Ionic conduction mechanism of a lithium superionic argyrodite in the Li–Al–Si–S–O system

Abstract

We report the conduction mechanism in oxygen-substituted lithium conductors composed of the Li_6.15Al_0.15Si_1.35S_6−xO_x (LASSO) system, which is a novel member of the argyrodite-type family and has superionic conductivities, making it suitable for all-solid-state batteries.

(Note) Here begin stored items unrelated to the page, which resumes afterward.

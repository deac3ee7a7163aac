//! Iterative α-parallel lookup, the "spider crawl".
//!
//! Each round queries up to α of the nearest uncontacted candidates in
//! parallel and folds their answers back into the candidate set. The crawl
//! ends once every visible candidate has been contacted. When the visible
//! frontier repeats between rounds, the next round widens to the whole
//! uncontacted frontier, which bounds the tail of the crawl once the
//! nearest set has stabilized.

use std::collections::HashMap;

use bytes::Bytes;
use futures::future::join_all;
use tracing::{debug, warn};

use crate::heap::NodeHeap;
use crate::node::{Node, NodeId};
use crate::protocol::{FindValueReply, Protocol};

/// State for one lookup around `target`.
pub struct Spider {
    proto: Protocol,
    target: NodeId,
    nearest: NodeHeap,
    alpha: usize,
    gateways: Vec<Node>,
    last_crawled: Vec<NodeId>,
}

impl Spider {
    pub fn new(
        proto: Protocol,
        target: NodeId,
        seeds: Vec<Node>,
        ksize: usize,
        alpha: usize,
        gateways: Vec<Node>,
    ) -> Self {
        let mut nearest = NodeHeap::new(target, ksize);
        nearest.push_all(seeds);
        Self {
            proto,
            target,
            nearest,
            alpha,
            gateways,
            last_crawled: Vec::new(),
        }
    }

    /// Picks this round's peers and primes their NAT mappings through the
    /// bootstrap gateways.
    async fn next_batch(&mut self) -> Vec<Node> {
        let visible = self.nearest.visible_ids();
        let mut count = self.alpha;
        if visible == self.last_crawled {
            // The frontier has stabilized: fast-forward through the rest.
            count = self.nearest.uncontacted().len();
        }
        self.last_crawled = visible;

        let batch: Vec<Node> = self.nearest.uncontacted().into_iter().take(count).collect();
        for gateway in &self.gateways {
            let _ = self.proto.stun(gateway, &batch).await;
        }
        for node in &batch {
            self.nearest.mark_contacted(node);
        }
        batch
    }

    /// Node mode: crawls toward the target and returns the nearest nodes
    /// seen once the frontier is exhausted.
    pub async fn find_nodes(mut self) -> Vec<Node> {
        loop {
            let batch = self.next_batch().await;
            let round = join_all(batch.into_iter().map(|node| {
                let proto = self.proto.clone();
                let target = self.target;
                async move {
                    let result = proto.find_node(&node, &target).await;
                    (node, result)
                }
            }))
            .await;

            for (node, result) in round {
                match result {
                    Ok(found) => self.nearest.push_all(found),
                    Err(_) => self.nearest.remove(&node.id),
                }
            }

            if self.nearest.have_contacted_all() {
                return self.nearest.closest().copied().collect();
            }
        }
    }

    /// Value mode: crawls toward the key and returns the stored bytes if
    /// any peer holds them.
    pub async fn find_value(mut self) -> Option<Bytes> {
        // The nearest peer that answered with nodes instead of the value;
        // the found value gets cached onto it.
        let mut without_value = NodeHeap::new(self.target, 1);
        loop {
            let batch = self.next_batch().await;
            let round = join_all(batch.into_iter().map(|node| {
                let proto = self.proto.clone();
                let target = self.target;
                async move {
                    let result = proto.find_value(&node, &target).await;
                    (node, result)
                }
            }))
            .await;

            let mut found_values: Vec<Bytes> = Vec::new();
            for (node, result) in round {
                match result {
                    Ok(FindValueReply::Value(value)) => found_values.push(value),
                    Ok(FindValueReply::Nodes(found)) => {
                        without_value.push(node);
                        self.nearest.push_all(found);
                    }
                    Err(_) => self.nearest.remove(&node.id),
                }
            }

            if !found_values.is_empty() {
                return Some(self.settle(found_values, &without_value).await);
            }
            if self.nearest.have_contacted_all() {
                return None;
            }
        }
    }

    /// Plurality vote across the returned values, then cache the winner at
    /// the nearest peer that did not have it.
    async fn settle(&self, values: Vec<Bytes>, without_value: &NodeHeap) -> Bytes {
        let mut counts: HashMap<Bytes, usize> = HashMap::new();
        for value in &values {
            *counts.entry(value.clone()).or_insert(0) += 1;
        }
        if counts.len() > 1 {
            warn!(
                "got {} distinct values for key {}, keeping the plurality",
                counts.len(),
                self.target
            );
        }
        let value = counts
            .into_iter()
            .max_by_key(|(_, n)| *n)
            .map(|(v, _)| v)
            .unwrap_or_default();

        if let Some(peer) = without_value.closest().next().copied() {
            debug!("caching value for {} at {:?}", self.target, peer.id);
            let _ = self.proto.store(&peer, self.target, value.clone()).await;
        }
        value
    }
}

The crystal structures, ionic conductivities, and electrochemical properties of these systems were examined using powder X-ray and neutron diffractometry combined with impedance spectroscopy and cyclic voltammetry measurements. The optimal Li_6.15Al_0.15Si_1.35S_5.4O_0.6 (x = 0.6) material exhibited a high ionic conductivity of 1.24 mS cm⁻¹ at 25 °C with a low activation energy of 36.6 kJ mol⁻¹. Rietveld refinement and maximum-entropy-method analysis using neutron diffraction data revealed unique interstitial Li⁺ and O²⁻/S²⁻ site disorder, which led to a flatter energy landscape for migrating Li⁺ ions and, thus, a low percolation threshold for three dimensional (3D) Li-ion diffusion. Oxygen substitution also stabilized the structure, and a wide electrochemical window from −0.1 V to 5 V vs. Li/Li⁺ was achieved. The significant improvements in the ionic conductivity and stability owing to structural changes after cation and anion substitutions reveal an important strategy toward the development of argyrodite-type superionic conductors.